### What is needed:
In the records below, find each line with "limit" and copy it.

### Available data:
•••••

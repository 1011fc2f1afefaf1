use thiserror::Error;

#[derive(Error, Debug)]
pub enum EngineError {
    // Resolution errors
    #[error("VARIABLE_NOT_FOUND: no value for identifier '{identifier}'")]
    VariableNotFound { identifier: String },

    #[error("INCORRECT_IDENTIFIER: '{identifier}': {reason}")]
    IncorrectIdentifier { identifier: String, reason: String },

    #[error("INCORRECT_TYPE: '{identifier}': expected {expected}, found {found}")]
    IncorrectType {
        identifier: String,
        expected: &'static str,
        found: &'static str,
    },

    // Replacement errors
    #[error("PICTURE_SOURCE_INVALID: '{identifier}': {reason}")]
    PictureSource { identifier: String, reason: String },

    #[error("DEPTH_EXCEEDED: deferred work nested past {limit} levels")]
    DepthExceeded { limit: u32 },

    // Config errors
    #[error("CONFIG_PARSE_ERROR: {0}")]
    ConfigParseError(String),

    // Data errors
    #[error("DATA_PARSE_ERROR: {0}")]
    DataParseError(String),
}

impl From<serde_json::Error> for EngineError {
    fn from(err: serde_json::Error) -> Self {
        EngineError::DataParseError(format!("JSON error: {}", err))
    }
}

pub type Result<T> = std::result::Result<T, EngineError>;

•••••

### Answer to this task:
    #[error("DEPTH_EXCEEDED: deferred work nested past {limit} levels")]
    DepthExceeded { limit: u32 },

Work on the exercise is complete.